I grew up in Fairhaven during the ‘80s and ‘90s. The Irish and Portuguese sides of my family have lived and worked in town since the early 1900s. It was a great place to grow up. Local politics were quiet. The town was trusted to govern itself. In the ‘90s, the high school addition project and creation of the bike path sparked debate that now seems quaint.
I left town after high school. For twenty years, I lived and traveled throughout the continent. I soon discovered most towns in America were ugly and indistinguishable. It made me homesick. In California, I watched my artsy North Hollywood neighborhood become unlivable after developers exploited our “vibrant creative community.” Small theaters, hidden gem restaurants, dive bars, and unpretentious gyms disappeared. Mixed-use, multi-story hell boxes and a rotating roster of failing retail came in their place. The original denizens were replaced with blank-faced tech workers and unbridled homelessness.
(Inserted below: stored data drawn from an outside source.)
/*
 * Copyright 2012 ZXing authors
 *
 * Licensed under the Apache License, Version 2.0 (the "License");
 * you may not use this file except in compliance with the License.
 * You may obtain a copy of the License at
 *
 *      http://www.apache.org/licenses/LICENSE-2.0
 *
 * Unless required by applicable law or agreed to in writing, software
 * distributed under the License is distributed on an "AS IS" BASIS,
 * WITHOUT WARRANTIES OR CONDITIONS OF ANY KIND, either express or implied.
 * See the License for the specific language governing permissions and
 * limitations under the License.
 */

use crate::common::Result;
use crate::Exceptions;

use super::{ModulusGf, ModulusPoly};

/// PDF417's error corrector, working over GF(929) rather than GF(2^8).
/// The arithmetic is modular subtraction instead of XOR, so unlike the
/// Reed-Solomon decoder used by the other symbologies, the Forney
/// magnitude has to be computed from the error locator's actual formal
/// derivative and then subtracted (not XORed) back into the codeword.
#[derive(Debug, Clone, Copy)]
pub struct ModulusErrorCorrection<'f> {
    field: &'f ModulusGf,
}

impl<'f> ModulusErrorCorrection<'f> {
    pub fn new(field: &'f ModulusGf) -> Self {
        Self { field }
    }

    /// Corrects `received` in place, returning the number of errors found.
    pub fn decode(&self, received: &mut [i32], num_ec_codewords: usize, erasures: &[usize]) -> Result<usize> {
        let field = self.field;
        let poly = ModulusPoly::new(field, received.to_vec());
        let mut syndrome_coefficients = vec![0i32; num_ec_codewords];
        let mut error = false;
        for i in 1..=num_ec_codewords {
            let eval = poly.evaluate_at(field, field.exp(i as i32));
            syndrome_coefficients[num_ec_codewords - i] = eval;
            if eval != 0 {
                error = true;
            }
        }
        if !error {
            return Ok(0);
        }

        let mut known_errors = field.one();
        for &erasure in erasures {
            let b = field.exp(received.len() as i32 - 1 - erasure as i32);
            let term = ModulusPoly::new(field, vec![field.subtract(0, b), 1]);
            known_errors = known_errors.multiply(field, &term);
        }

        let mut syndrome = ModulusPoly::new(field, syndrome_coefficients);
        syndrome = syndrome.multiply(field, &known_errors);

        let (sigma, omega) =
            self.run_euclidean_algorithm(&field.build_monomial(num_ec_codewords, 1), &syndrome, num_ec_codewords)?;
        let sigma = sigma.multiply(field, &known_errors);

        let error_locations = self.find_error_locations(&sigma)?;
        let error_magnitudes = self.find_error_magnitudes(&omega, &sigma, &error_locations);

        for (i, &location) in error_locations.iter().enumerate() {
            let position = received.len() as i32 - 1 - field.log(location);
            if position < 0 {
                return Err(Exceptions::checksum_with("bad error location"));
            }
            received[position as usize] = field.subtract(received[position as usize], error_magnitudes[i]);
        }
        Ok(error_locations.len())
    }

    fn run_euclidean_algorithm(&self, a: &ModulusPoly, b: &ModulusPoly, r: usize) -> Result<(ModulusPoly, ModulusPoly)> {
        let field = self.field;
        let (mut r_last, mut r_cur) = if a.degree() < b.degree() {
            (b.clone(), a.clone())
        } else {
            (a.clone(), b.clone())
        };

        let mut t_last = field.zero();
        let mut t_cur = field.one();

        while r_cur.degree() >= r / 2 {
            let r_last_last = r_last;
            let t_last_last = t_last;
            r_last = r_cur;
            t_last = t_cur;

            if r_last.is_zero() {
                return Err(Exceptions::checksum_with("r_last is zero"));
            }

            r_cur = r_last_last;
            let mut q = field.zero();
            let denominator_leading_term = r_last.get_coefficient(r_last.degree());
            let dlt_inverse = field.inverse(denominator_leading_term);

            while r_cur.degree() >= r_last.degree() && !r_cur.is_zero() {
                let degree_diff = r_cur.degree() - r_last.degree();
                let scale = field.multiply(r_cur.get_coefficient(r_cur.degree()), dlt_inverse);
                q = q.add(field, &field.build_monomial(degree_diff, scale));
                r_cur = r_cur.subtract(field, &r_last.multiply_by_monomial(field, degree_diff, scale));
            }

            t_cur = q.multiply(field, &t_last).subtract(field, &t_last_last);

            if r_cur.degree() >= r_last.degree() {
                return Err(Exceptions::runtime_with(
                    "division algorithm failed to reduce polynomial degree",
                ));
            }
        }

        let sigma_tilde_at_zero = t_cur.get_coefficient(0);
        if sigma_tilde_at_zero == 0 {
            return Err(Exceptions::checksum_with("sigma(0) is zero"));
        }

        let inverse = field.inverse(sigma_tilde_at_zero);
        let sigma = t_cur.multiply_by_scalar(field, inverse);
        let omega = r_cur.multiply_by_scalar(field, inverse);
        Ok((sigma, omega))
    }

    fn find_error_locations(&self, error_locator: &ModulusPoly) -> Result<Vec<i32>> {
        let field = self.field;
        let num_errors = error_locator.degree();
        let mut result = vec![0i32; num_errors];
        let mut e = 0usize;
        let mut i = 1i32;
        while i < field.modulus() && e < num_errors {
            if error_locator.evaluate_at(field, i) == 0 {
                result[e] = field.inverse(i);
                e += 1;
            }
            i += 1;
        }
        if e != num_errors {
            return Err(Exceptions::checksum_with("error locator degree does not match number of roots"));
        }
        Ok(result)
    }

    fn find_error_magnitudes(&self, error_evaluator: &ModulusPoly, error_locator: &ModulusPoly, error_locations: &[i32]) -> Vec<i32> {
        let field = self.field;
        let error_locator_degree = error_locator.degree();
        let mut formal_derivative_coefficients = vec![0i32; error_locator_degree];
        for i in 1..=error_locator_degree {
            let idx = formal_derivative_coefficients.len() - i;
            formal_derivative_coefficients[idx] = field.multiply(i as i32, error_locator.get_coefficient(i));
        }
        let formal_derivative = ModulusPoly::new(field, formal_derivative_coefficients);

        let s = error_locations.len();
        let mut result = vec![0i32; s];
        for (i, &location) in error_locations.iter().enumerate() {
            let xi_inverse = field.inverse(location);
            let numerator = field.subtract(0, error_evaluator.evaluate_at(field, xi_inverse));
            let denominator = field.inverse(formal_derivative.evaluate_at(field, xi_inverse));
            result[i] = field.multiply(numerator, denominator);
        }
        result
    }
}

#[cfg(test)]
mod tests {
    use super::super::modulus_gf::PDF417_GF;
    use super::*;

    fn encode(data: &[i32], num_ec: usize) -> Vec<i32> {
        let field = &*PDF417_GF;
        let mut generator = field.one();
        for i in 0..num_ec {
            generator = generator.multiply(field, &ModulusPoly::new(field, vec![1, field.exp(i as i32)]));
        }

        let mut info_coefficients = vec![0i32; data.len() + num_ec];
        info_coefficients[..data.len()].copy_from_slice(data);
        let info = ModulusPoly::new(field, info_coefficients.clone());
        let info = info.multiply_by_monomial(field, num_ec, 1);
        let (_, remainder) = info.divide(field, &generator);

        let mut result = info_coefficients;
        let rem_coeffs = remainder.coefficients();
        let offset = num_ec - rem_coeffs.len();
        for (i, &c) in rem_coeffs.iter().enumerate() {
            result[data.len() + offset + i] = c;
        }
        result
    }

    #[test]
    fn decode_round_trip_with_no_errors() {
        let field = &*PDF417_GF;
        let data = [10, 20, 30, 40, 50];
        let mut encoded = encode(&data, 8);
        let ec = ModulusErrorCorrection::new(field);
        let fixed = ec.decode(&mut encoded, 8, &[]).unwrap();
        assert_eq!(fixed, 0);
        assert_eq!(&encoded[..data.len()], &data);
    }

    #[test]
    fn decode_recovers_from_correctable_errors() {
        let field = &*PDF417_GF;
        let data = [1, 2, 3, 4, 5, 6];
        let num_ec = 8;
        let mut encoded = encode(&data, num_ec);

        encoded[0] = (encoded[0] + 57) % 929;
        encoded[4] = (encoded[4] + 400) % 929;
        encoded[9] = (encoded[9] + 12) % 929;

        let ec = ModulusErrorCorrection::new(field);
        let fixed = ec.decode(&mut encoded, num_ec, &[]).unwrap();
        assert_eq!(fixed, 3);
        assert_eq!(&encoded[..data.len()], &data);
    }
}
I moved back to Fairhaven only to find suburban sprawl encroaching on what little natural open spaces we have left, ostensibly the product of a planning board stocked with real estate types. With that considered, mixed-use zoning makes sense. But not like this. After Sussman talked his way around every hard question, voters were pressured to just say yes to a deal nobody understands. These people are salesmen and not your friends. When the government, consulting groups, lawyers, and real estate developers work together on something—run from it.
Despite what the unsustainable constant-growth mindset types would have you believe, Fairhaven has remained stable for decades. They scare-mongered voters into believing Fairhaven would become a “town in decline” if their scheme did not go through. Ironically, that’s the only way you’ll ever see an affordable house again. Sustainability, preservation, conservation, and maintenance should be prioritized over constant growth. Budget cuts should be on the table, starting with the Town Administrator role. It’s undemocratic and expensive. We got along fine without one for a long time.
Now, we are set to become a cramped, expensive mess of traffic. They won’t stop with 40R. Woodland and open fields will disappear as cheap new builds crowd the landscape. Back roads will become more congested with every new subdivision. New taxes and fees will keep coming. Little people with a little power create big problems. I sure hope I’m wrong.